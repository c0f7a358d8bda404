//! Typed configuration schema (`~/.config/devsync/config.yaml`).
//!
//! Every field defaults to the value documented in the external interface
//! table, so a missing file — or a file missing individual keys — degrades
//! to sane behavior rather than an error.

use serde::{Deserialize, Serialize};
use std::collections::HashMap;
use std::time::Duration;

#[derive(Debug, Clone, Serialize, Deserialize)]
#[serde(default)]
pub struct Config {
    pub version: u32,
    pub control: ControlConfig,
    pub repo: RepoConfig,
    pub sys: SysConfig,
    pub secrets: SecretsConfig,
    pub ui: UiConfig,
}

impl Default for Config {
    fn default() -> Self {
        Self {
            version: 1,
            control: ControlConfig::default(),
            repo: RepoConfig::default(),
            sys: SysConfig::default(),
            secrets: SecretsConfig::default(),
            ui: UiConfig::default(),
        }
    }
}

#[derive(Debug, Clone, Serialize, Deserialize)]
#[serde(default)]
pub struct ControlConfig {
    pub concurrency: usize,
    #[serde(with = "duration_string")]
    pub timeout: Duration,
    pub dry_run: bool,
}

impl Default for ControlConfig {
    fn default() -> Self {
        Self {
            concurrency: 4,
            timeout: Duration::from_secs(600),
            dry_run: false,
        }
    }
}

#[derive(Debug, Clone, Serialize, Deserialize)]
#[serde(default)]
pub struct RepoConfig {
    pub root: Option<String>,
    pub github: GithubConfig,
    pub sync: SyncConfig,
    pub cleanup: CleanupConfig,
}

impl Default for RepoConfig {
    fn default() -> Self {
        Self {
            root: None,
            github: GithubConfig::default(),
            sync: SyncConfig::default(),
            cleanup: CleanupConfig::default(),
        }
    }
}

#[derive(Debug, Clone, Serialize, Deserialize)]
#[serde(default)]
pub struct GithubConfig {
    pub owner: String,
    pub protocol: Protocol,
}

impl Default for GithubConfig {
    fn default() -> Self {
        Self {
            owner: String::new(),
            protocol: Protocol::Https,
        }
    }
}

#[derive(Debug, Clone, Copy, PartialEq, Eq, Serialize, Deserialize, Default)]
#[serde(rename_all = "lowercase")]
pub enum Protocol {
    #[default]
    Https,
    Ssh,
}

#[derive(Debug, Clone, Copy, Default, Serialize, Deserialize)]
#[serde(default)]
pub struct SyncConfig {
    pub auto_stash: bool,
    pub prune: bool,
    pub submodule_update: bool,
}

#[derive(Debug, Clone, Default, Serialize, Deserialize)]
#[serde(default)]
pub struct CleanupConfig {
    pub enabled: bool,
    pub target: Vec<String>,
    pub exclude_branches: Vec<String>,
}

#[derive(Debug, Clone, Default, Serialize, Deserialize)]
#[serde(default)]
pub struct SysConfig {
    pub enable: Vec<String>,
    pub managers: HashMap<String, ManagerConfig>,
}

#[derive(Debug, Clone, Default, Serialize, Deserialize)]
#[serde(default)]
pub struct ManagerConfig {
    pub use_sudo: Option<bool>,
    pub sudo: Option<bool>,
}

impl ManagerConfig {
    /// Either explicit override, preferring `use_sudo` over the legacy `sudo` alias.
    pub fn sudo_override(&self) -> Option<bool> {
        self.use_sudo.or(self.sudo)
    }
}

#[derive(Debug, Clone, Serialize, Deserialize)]
#[serde(default)]
pub struct SecretsConfig {
    pub enabled: bool,
    pub provider: String,
    pub items: Vec<String>,
}

impl Default for SecretsConfig {
    fn default() -> Self {
        Self {
            enabled: false,
            provider: "bitwarden".to_string(),
            items: Vec::new(),
        }
    }
}

#[derive(Debug, Clone, Copy, Default, Serialize, Deserialize)]
#[serde(default)]
pub struct UiConfig {
    pub tui: bool,
}

/// Parses the `control.timeout` duration string (e.g. `"10m"`, `"90s"`, `"2h"`).
mod duration_string {
    use serde::{Deserialize, Deserializer, Serializer};
    use std::time::Duration;

    pub fn serialize<S: Serializer>(d: &Duration, s: S) -> Result<S::Ok, S::Error> {
        s.serialize_str(&format!("{}s", d.as_secs()))
    }

    pub fn deserialize<'de, D: Deserializer<'de>>(d: D) -> Result<Duration, D::Error> {
        let raw = String::deserialize(d)?;
        parse_duration(&raw).map_err(serde::de::Error::custom)
    }

    pub fn parse_duration(raw: &str) -> Result<Duration, String> {
        let raw = raw.trim();
        let (num, unit) = raw.split_at(
            raw.find(|c: char| !c.is_ascii_digit() && c != '.')
                .unwrap_or(raw.len()),
        );
        let value: f64 = num
            .parse()
            .map_err(|_| format!("invalid duration '{raw}'"))?;
        let multiplier = match unit {
            "" | "s" => 1.0,
            "m" => 60.0,
            "h" => 3600.0,
            "ms" => 0.001,
            other => return Err(format!("unknown duration unit '{other}' in '{raw}'")),
        };
        Ok(Duration::from_secs_f64(value * multiplier))
    }
}

pub use duration_string::parse_duration as parse_duration_string;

━━━━━━━━

*About this task:*
Look through the data above and return each line where the string "impl" occurs.

*Response to this exercise:*
impl Default for Config {
impl Default for ControlConfig {
impl Default for RepoConfig {
impl Default for GithubConfig {
impl ManagerConfig {
impl Default for SecretsConfig {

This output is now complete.